Your instructions: Write out exactly the lines below that run from the one containing "Package installation resource." through the one containing "Supported package managers.", both included, with no other lines.

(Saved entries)
....

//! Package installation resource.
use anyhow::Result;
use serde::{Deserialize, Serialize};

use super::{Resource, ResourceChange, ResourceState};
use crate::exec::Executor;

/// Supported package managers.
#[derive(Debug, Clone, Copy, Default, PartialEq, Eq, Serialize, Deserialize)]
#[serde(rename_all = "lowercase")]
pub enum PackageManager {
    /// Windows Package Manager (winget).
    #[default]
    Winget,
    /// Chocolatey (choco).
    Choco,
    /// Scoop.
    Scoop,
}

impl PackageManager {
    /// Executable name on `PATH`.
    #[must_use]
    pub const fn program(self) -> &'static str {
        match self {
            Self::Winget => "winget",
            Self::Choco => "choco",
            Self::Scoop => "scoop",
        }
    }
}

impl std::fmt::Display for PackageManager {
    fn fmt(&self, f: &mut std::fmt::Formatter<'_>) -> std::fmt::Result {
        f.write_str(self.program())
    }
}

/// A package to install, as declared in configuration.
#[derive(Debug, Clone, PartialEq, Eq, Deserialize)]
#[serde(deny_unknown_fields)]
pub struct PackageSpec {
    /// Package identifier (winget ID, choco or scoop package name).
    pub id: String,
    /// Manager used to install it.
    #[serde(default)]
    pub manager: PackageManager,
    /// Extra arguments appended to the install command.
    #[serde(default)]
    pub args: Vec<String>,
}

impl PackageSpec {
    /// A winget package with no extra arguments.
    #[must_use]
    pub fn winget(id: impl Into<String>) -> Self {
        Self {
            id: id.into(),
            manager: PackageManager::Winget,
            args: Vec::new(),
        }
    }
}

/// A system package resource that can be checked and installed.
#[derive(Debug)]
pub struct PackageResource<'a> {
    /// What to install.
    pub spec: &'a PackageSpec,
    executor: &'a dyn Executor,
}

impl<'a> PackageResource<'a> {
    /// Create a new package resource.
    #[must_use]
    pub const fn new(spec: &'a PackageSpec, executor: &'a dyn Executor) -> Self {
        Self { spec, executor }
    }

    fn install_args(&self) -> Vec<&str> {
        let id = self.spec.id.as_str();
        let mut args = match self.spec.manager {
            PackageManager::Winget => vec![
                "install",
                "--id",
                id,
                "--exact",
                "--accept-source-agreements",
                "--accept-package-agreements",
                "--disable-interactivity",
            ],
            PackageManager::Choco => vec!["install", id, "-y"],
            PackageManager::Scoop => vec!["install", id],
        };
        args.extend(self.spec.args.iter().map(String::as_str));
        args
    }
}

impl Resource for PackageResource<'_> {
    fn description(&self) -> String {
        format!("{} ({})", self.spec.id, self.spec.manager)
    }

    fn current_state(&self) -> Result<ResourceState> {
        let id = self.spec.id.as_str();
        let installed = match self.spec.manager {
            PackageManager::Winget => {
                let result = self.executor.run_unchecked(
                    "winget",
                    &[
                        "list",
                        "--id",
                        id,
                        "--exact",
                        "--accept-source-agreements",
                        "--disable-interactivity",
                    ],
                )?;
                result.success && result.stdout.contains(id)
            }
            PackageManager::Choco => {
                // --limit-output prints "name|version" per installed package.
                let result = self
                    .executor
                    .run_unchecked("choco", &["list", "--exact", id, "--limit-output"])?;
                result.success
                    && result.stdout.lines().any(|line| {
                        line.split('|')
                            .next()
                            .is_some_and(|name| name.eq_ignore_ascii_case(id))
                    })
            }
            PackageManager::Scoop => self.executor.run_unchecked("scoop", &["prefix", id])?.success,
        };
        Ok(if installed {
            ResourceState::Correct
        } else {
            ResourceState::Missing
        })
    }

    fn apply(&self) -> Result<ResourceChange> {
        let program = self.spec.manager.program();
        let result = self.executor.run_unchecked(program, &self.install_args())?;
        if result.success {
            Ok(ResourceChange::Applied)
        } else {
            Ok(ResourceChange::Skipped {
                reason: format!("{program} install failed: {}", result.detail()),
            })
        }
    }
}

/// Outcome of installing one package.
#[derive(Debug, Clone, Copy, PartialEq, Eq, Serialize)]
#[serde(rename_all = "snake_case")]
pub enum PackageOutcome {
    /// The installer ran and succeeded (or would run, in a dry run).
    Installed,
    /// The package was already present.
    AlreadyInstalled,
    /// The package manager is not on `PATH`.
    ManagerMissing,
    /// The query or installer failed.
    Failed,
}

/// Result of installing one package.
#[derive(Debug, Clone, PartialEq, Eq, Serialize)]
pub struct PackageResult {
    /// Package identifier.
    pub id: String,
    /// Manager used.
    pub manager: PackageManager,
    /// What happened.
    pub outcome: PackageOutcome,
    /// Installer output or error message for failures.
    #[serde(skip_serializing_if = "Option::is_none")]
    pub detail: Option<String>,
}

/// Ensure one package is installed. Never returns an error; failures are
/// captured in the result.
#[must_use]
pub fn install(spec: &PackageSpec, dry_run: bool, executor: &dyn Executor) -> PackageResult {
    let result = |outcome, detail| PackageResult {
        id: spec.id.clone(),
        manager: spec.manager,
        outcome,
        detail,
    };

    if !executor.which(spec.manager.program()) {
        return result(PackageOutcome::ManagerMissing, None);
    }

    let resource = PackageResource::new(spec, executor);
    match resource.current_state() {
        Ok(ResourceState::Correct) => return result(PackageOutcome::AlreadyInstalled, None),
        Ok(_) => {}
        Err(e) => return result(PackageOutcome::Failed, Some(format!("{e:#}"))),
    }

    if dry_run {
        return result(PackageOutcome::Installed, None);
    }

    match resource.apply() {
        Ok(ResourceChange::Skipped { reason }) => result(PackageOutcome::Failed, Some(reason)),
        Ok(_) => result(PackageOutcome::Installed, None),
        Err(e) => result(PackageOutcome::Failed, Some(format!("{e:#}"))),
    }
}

....

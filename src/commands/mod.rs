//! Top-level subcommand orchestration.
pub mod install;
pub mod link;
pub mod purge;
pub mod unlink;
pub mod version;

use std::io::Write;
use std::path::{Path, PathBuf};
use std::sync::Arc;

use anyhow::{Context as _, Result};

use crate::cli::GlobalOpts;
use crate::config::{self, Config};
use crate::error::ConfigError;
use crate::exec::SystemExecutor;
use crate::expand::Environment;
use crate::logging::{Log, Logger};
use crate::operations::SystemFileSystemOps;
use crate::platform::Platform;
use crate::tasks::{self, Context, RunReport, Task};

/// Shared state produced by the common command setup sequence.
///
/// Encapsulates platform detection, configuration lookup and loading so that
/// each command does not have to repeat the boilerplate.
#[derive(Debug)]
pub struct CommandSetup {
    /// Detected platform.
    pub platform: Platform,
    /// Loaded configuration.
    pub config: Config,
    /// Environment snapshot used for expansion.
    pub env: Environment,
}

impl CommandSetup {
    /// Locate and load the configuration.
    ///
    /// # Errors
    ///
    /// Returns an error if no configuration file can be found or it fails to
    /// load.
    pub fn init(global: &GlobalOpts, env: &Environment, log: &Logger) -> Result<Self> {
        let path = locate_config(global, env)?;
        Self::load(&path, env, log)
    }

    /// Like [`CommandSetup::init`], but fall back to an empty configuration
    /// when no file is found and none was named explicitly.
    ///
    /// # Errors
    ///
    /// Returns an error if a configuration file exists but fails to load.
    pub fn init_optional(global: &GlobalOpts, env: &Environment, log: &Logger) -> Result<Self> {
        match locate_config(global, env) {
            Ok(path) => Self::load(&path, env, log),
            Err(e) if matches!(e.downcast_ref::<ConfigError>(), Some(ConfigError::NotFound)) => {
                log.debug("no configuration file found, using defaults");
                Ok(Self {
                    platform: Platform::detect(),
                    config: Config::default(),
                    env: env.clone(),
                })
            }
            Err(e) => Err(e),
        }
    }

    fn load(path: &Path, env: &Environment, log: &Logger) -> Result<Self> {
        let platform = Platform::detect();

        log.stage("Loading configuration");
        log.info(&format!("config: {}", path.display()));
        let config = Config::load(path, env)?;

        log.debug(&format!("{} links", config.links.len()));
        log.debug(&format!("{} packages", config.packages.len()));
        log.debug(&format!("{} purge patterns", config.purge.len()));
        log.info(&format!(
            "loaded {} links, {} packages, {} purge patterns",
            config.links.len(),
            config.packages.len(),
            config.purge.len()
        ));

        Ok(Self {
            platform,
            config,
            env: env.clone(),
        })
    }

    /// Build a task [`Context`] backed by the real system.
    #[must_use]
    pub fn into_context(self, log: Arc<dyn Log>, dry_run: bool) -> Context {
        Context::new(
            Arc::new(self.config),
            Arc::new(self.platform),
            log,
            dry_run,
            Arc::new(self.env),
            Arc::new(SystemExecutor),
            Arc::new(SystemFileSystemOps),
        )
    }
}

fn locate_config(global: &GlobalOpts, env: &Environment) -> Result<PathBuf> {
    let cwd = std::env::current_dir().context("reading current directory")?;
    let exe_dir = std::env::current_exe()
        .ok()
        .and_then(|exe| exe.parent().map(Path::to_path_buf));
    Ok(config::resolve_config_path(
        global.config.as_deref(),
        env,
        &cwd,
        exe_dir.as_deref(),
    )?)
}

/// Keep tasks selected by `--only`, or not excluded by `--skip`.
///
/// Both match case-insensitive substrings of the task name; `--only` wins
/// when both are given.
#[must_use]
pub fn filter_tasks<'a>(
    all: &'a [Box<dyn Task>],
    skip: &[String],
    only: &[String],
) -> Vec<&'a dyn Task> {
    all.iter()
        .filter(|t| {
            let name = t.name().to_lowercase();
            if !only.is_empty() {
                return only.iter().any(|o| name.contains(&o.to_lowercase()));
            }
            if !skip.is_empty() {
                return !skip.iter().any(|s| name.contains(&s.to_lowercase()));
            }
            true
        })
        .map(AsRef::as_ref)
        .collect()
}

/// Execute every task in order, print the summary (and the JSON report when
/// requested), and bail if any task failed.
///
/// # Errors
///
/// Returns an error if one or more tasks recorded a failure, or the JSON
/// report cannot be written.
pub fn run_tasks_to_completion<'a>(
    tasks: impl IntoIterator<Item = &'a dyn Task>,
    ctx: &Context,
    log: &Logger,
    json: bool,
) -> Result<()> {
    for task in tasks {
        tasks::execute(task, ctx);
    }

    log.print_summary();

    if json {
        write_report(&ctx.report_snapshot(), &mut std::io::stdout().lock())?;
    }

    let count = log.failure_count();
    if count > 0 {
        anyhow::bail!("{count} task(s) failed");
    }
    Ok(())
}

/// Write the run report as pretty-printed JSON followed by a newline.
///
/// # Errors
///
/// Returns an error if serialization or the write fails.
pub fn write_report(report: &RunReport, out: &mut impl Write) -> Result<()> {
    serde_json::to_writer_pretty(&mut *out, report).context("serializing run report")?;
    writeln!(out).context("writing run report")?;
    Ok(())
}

....

Solution:
//! Package installation resource.
use anyhow::Result;
use serde::{Deserialize, Serialize};

use super::{Resource, ResourceChange, ResourceState};
use crate::exec::Executor;

/// Supported package managers.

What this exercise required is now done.